With noses burning and eyes tearing (the salt dust is everywhere), we now appreciate our salt a lot more than before.  Salt is not all we learned about in the Kalahari though.

Sociable Weaver Bird nest are a common sighting in the Kalahari. Sometimes the telephone pole/tree/whatever they built the nest on falls over because the nest gets so heavy.   

Basically a whole colony builds one big nest together.  

On the other farm my mom presented a homeschool talk, we ate an incredible amount of food, and observed the off-loading of cattle at night.

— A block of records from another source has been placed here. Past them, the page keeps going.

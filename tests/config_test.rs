//! Tests for arena configuration loading.

use std::fs;
use std::time::Duration;
use tempfile::TempDir;

use chess_duel::{ArenaConfig, Credential, ProviderKind, Side};

fn write_config(dir: &TempDir, content: &str) -> std::path::PathBuf {
    let path = dir.path().join("arena.toml");
    fs::write(&path, content).expect("Failed to write TOML");
    path
}

#[test]
fn test_full_config_loads() {
    let dir = TempDir::new().expect("Failed to create temp dir");
    let path = write_config(
        &dir,
        r#"
require_verified_credentials = false

[white]
model = "gemini-1.5-flash"
credential_env = "CHESS_DUEL_TEST_UNSET_VAR"

[black]
model = "random"

[timing]
startup_delay_ms = 0
turn_delay_ms = 250
random_think_ms = 10
request_timeout_secs = 12

[generation]
max_output_tokens = 64
temperature = 0.0
"#,
    );

    let config = ArenaConfig::from_file(&path).expect("Failed to load config");
    assert_eq!(config.white().model(), "gemini-1.5-flash");
    assert_eq!(config.black().model(), "random");

    let settings = config.session_settings();
    assert_eq!(settings.startup_delay, Duration::ZERO);
    assert_eq!(settings.turn_delay, Duration::from_millis(250));
    assert_eq!(settings.random_think_time, Duration::from_millis(10));
    assert_eq!(settings.request_timeout, Duration::from_secs(12));
    assert_eq!(settings.generation.max_output_tokens(), 64);
    assert!(!settings.require_verified_credentials);
}

#[test]
fn test_empty_config_uses_defaults() {
    let config = ArenaConfig::from_toml("").expect("empty config is valid");
    assert_eq!(config, ArenaConfig::default());
    assert_eq!(config.white().model(), "random");

    let settings = config.session_settings();
    assert_eq!(settings.request_timeout, Duration::from_secs(30));
    assert_eq!(settings.generation.max_output_tokens(), 100);
    assert!(settings.require_verified_credentials);
}

#[test]
fn test_partial_timing_keeps_other_defaults() {
    let config = ArenaConfig::from_toml("[timing]\nturn_delay_ms = 0\n").unwrap();
    let settings = config.session_settings();
    assert_eq!(settings.turn_delay, Duration::ZERO);
    assert_eq!(settings.startup_delay, Duration::from_millis(500));
}

#[test]
fn test_endpoint_override_substitutes_model() {
    let config = ArenaConfig::from_toml(
        r#"
[white]
model = "gemini-1.5-pro"
endpoint = "http://localhost:8080/models/{model}"
"#,
    )
    .unwrap();

    let provider = config
        .seat(Side::White)
        .to_provider_config(&Credential::new("k"))
        .unwrap();
    let ProviderKind::RemoteTextModel(descriptor) = provider.kind() else {
        panic!("expected remote provider");
    };
    assert_eq!(descriptor.endpoint(), "http://localhost:8080/models/gemini-1.5-pro");
    assert_eq!(provider.credential(), &Credential::new("k"));
}

#[test]
fn test_unset_seat_variable_falls_back_to_shared_credential() {
    let config = ArenaConfig::from_toml(
        r#"
[black]
model = "claude-3-5-haiku-latest"
credential_env = "CHESS_DUEL_TEST_UNSET_VAR"
"#,
    )
    .unwrap();

    let provider = config
        .seat(Side::Black)
        .to_provider_config(&Credential::new("shared"))
        .unwrap();
    assert_eq!(provider.credential(), &Credential::new("shared"));
}

#[test]
fn test_model_override() {
    let mut config = ArenaConfig::default();
    config.override_model(Side::Black, "gpt-4o-mini");
    assert_eq!(config.black().model(), "gpt-4o-mini");
    assert_eq!(config.white().model(), "random");
}

#[test]
fn test_unknown_model_fails_at_resolution() {
    let config = ArenaConfig::from_toml("[white]\nmodel = \"mystery-model\"\n").unwrap();
    assert!(
        config
            .seat(Side::White)
            .to_provider_config(&Credential::default())
            .is_err()
    );
}

#[test]
fn test_malformed_config_is_error() {
    let dir = TempDir::new().expect("Failed to create temp dir");
    let path = write_config(&dir, "[white\nmodel = ");
    let err = ArenaConfig::from_file(&path).unwrap_err();
    assert!(err.message.contains("Failed to parse config"));
}

#[test]
fn test_missing_file_is_error() {
    let dir = TempDir::new().expect("Failed to create temp dir");
    let err = ArenaConfig::from_file(dir.path().join("absent.toml")).unwrap_err();
    assert!(err.message.contains("Failed to read config file"));
}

Our hosts 'oom' Theunis and 'tannie' Lana farm with export table grapes. A lot of the vineyards are under shading, such as the vineyard here. 

They had a hedgehog, which I was unfortunate enough to disturb. The resulting glare nearly cracked my lens. 

From the back of a bakkie, anything is possible. 

 We also visited Augrabies Falls National Park. We've been there before, but the boys couldn't remember it so we were admiring the big Orange River waterfall once again.


The waterfall itself. 

There were plenty of these Augrabies flat lizards (also called Broadley's flat lizards) at the falls, and we suspect people feed them as they swarm around your feet if you stand still long enough. 

Family picture on the Moon Rock, a giant 'whaleback' dome of rock which is a noticeable landmark of Augrabies Falls. It provides an excellent view of the park.

Moon Rock jumping!

Thanks for reading, and have a perky week! 

5 comments:

  1. Jou humorisiese aantekeninge by die diere is so oulik en lekker om te sien en lees. My week gaan sommer 'perky' wees!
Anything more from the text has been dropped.